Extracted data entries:
* * *
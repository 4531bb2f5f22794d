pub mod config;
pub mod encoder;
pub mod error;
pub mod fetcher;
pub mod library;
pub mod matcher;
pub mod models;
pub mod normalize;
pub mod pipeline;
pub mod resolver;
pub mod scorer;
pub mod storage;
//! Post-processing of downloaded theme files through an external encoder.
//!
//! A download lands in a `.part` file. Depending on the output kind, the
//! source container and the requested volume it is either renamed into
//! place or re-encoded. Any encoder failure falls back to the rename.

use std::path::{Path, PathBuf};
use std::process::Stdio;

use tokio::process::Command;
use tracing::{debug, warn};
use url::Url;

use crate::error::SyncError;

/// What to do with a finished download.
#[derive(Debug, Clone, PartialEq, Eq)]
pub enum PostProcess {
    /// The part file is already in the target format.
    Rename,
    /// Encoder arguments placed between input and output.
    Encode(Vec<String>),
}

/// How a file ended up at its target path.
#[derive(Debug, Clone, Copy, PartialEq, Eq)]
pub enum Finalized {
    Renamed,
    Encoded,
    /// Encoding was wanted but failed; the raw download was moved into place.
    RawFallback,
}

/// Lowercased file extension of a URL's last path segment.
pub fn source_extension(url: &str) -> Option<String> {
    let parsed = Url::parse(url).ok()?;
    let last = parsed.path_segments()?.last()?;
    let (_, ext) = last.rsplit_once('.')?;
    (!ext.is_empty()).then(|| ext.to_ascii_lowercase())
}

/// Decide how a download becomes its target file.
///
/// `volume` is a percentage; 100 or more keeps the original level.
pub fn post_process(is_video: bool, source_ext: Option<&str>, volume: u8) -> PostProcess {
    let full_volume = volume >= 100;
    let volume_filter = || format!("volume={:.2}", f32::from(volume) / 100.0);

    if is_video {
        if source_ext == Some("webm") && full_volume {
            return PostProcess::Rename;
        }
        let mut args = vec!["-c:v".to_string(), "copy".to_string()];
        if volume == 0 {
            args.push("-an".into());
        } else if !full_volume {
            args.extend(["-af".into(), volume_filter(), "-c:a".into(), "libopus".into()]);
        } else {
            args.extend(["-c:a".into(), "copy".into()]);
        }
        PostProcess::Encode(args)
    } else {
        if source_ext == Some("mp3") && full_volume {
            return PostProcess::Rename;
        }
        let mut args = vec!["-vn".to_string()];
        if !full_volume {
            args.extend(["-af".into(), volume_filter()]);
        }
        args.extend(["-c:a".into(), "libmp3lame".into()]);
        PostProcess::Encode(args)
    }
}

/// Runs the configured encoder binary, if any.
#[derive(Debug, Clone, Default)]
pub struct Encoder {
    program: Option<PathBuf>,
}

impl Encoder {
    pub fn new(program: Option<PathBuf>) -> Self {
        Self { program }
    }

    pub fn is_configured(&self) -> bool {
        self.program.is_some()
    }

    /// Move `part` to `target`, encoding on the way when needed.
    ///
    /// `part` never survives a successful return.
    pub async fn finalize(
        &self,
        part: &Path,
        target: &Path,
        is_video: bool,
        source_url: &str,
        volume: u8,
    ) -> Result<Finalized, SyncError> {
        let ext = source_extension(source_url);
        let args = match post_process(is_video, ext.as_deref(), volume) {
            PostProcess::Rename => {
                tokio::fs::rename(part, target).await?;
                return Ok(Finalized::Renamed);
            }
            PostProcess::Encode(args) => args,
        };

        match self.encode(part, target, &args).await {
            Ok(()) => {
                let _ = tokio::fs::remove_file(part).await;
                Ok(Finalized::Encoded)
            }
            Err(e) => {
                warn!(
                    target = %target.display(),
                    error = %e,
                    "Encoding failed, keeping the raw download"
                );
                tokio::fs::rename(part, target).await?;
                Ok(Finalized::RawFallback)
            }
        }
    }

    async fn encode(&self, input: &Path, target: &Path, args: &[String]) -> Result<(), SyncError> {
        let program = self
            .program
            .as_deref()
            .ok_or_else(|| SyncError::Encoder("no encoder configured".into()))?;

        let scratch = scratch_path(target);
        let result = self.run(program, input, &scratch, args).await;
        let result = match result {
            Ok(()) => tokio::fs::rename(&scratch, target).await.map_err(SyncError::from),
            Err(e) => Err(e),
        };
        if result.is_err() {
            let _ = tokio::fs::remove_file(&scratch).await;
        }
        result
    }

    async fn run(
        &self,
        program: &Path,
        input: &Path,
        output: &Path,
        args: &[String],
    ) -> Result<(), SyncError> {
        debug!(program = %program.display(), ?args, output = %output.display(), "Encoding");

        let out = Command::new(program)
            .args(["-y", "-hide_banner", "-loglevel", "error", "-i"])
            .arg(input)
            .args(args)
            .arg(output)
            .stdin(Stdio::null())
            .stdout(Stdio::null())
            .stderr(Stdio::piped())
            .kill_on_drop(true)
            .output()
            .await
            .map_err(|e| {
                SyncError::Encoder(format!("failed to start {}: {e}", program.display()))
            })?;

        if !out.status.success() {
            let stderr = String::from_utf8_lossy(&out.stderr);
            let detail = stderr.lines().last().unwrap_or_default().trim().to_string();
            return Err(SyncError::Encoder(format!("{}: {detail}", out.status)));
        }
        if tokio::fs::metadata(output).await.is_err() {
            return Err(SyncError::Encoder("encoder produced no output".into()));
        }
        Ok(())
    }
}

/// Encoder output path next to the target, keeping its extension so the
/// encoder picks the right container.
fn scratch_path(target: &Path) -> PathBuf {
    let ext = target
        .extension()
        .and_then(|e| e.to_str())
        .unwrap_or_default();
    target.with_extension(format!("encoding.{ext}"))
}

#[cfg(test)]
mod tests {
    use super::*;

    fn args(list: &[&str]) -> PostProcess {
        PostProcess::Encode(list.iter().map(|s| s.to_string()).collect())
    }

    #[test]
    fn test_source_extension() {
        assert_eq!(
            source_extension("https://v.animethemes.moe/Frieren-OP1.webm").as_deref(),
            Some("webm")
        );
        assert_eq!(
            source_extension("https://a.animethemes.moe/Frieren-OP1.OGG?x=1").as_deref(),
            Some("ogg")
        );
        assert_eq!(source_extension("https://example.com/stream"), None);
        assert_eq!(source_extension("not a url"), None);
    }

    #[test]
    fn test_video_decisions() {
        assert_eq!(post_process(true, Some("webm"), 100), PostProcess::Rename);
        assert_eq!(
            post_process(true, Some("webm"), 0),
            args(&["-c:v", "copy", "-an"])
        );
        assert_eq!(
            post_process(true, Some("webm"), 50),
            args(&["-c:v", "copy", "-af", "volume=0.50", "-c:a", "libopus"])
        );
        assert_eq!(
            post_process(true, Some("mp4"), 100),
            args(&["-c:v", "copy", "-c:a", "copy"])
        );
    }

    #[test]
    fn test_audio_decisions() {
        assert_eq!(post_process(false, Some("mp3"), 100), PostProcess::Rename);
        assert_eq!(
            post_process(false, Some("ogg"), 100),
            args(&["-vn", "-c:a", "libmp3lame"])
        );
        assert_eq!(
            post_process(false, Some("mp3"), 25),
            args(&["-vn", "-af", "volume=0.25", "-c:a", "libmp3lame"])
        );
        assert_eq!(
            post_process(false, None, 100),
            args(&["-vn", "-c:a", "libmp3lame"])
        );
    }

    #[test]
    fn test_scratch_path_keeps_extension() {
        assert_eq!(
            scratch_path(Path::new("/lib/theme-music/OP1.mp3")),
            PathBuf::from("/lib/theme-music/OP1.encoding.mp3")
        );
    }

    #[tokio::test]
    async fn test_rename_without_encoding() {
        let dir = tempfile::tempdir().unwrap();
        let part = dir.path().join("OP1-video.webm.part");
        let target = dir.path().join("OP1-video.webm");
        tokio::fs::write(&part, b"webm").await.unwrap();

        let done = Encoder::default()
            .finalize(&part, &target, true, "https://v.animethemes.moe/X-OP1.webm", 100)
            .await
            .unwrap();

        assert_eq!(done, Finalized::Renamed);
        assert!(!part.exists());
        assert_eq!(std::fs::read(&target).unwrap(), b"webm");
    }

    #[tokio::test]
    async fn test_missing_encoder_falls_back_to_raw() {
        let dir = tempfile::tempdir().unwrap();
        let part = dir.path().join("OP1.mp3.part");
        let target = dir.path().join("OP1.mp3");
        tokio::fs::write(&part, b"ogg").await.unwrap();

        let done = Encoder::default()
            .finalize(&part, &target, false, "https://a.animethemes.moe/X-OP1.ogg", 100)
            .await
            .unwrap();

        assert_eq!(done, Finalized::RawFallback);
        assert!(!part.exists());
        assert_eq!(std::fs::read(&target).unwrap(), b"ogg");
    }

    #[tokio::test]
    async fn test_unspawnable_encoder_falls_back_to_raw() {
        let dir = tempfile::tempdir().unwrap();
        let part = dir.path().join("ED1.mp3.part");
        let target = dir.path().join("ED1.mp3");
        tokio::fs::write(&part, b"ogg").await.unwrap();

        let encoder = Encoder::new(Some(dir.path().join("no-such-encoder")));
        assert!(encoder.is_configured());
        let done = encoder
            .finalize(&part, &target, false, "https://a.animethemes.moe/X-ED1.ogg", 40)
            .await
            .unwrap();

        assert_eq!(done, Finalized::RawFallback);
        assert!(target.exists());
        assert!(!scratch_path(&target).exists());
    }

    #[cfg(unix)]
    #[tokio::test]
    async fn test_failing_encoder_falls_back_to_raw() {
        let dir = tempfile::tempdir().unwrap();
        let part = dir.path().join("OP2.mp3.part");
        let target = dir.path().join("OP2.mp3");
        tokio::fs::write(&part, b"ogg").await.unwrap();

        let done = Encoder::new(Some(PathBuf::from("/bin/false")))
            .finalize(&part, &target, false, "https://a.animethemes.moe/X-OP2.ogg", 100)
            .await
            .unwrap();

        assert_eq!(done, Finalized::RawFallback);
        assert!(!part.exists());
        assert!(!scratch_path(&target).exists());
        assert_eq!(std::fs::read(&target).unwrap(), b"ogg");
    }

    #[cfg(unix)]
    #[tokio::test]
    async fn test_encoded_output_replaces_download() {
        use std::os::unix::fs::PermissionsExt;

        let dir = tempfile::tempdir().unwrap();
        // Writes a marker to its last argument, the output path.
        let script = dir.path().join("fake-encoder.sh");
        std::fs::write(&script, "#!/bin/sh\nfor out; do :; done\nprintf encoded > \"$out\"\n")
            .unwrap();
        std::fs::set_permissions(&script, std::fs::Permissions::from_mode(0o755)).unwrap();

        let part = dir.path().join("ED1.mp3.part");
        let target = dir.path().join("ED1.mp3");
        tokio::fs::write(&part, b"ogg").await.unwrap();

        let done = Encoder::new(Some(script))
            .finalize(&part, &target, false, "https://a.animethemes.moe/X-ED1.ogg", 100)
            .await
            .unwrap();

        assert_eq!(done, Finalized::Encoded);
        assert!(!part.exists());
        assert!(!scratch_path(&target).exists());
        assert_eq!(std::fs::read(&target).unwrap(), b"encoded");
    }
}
* * *
Please transcribe the data above without changes, from its first line to its "an external encoder." line, and leave out anything past that.

Solution:
repository 4531bb2f5f22794d
pub mod config;
pub mod encoder;
pub mod error;
pub mod fetcher;
pub mod library;
pub mod matcher;
pub mod models;
pub mod normalize;
pub mod pipeline;
pub mod resolver;
pub mod scorer;
pub mod storage;
//! Post-processing of downloaded theme files through an external encoder.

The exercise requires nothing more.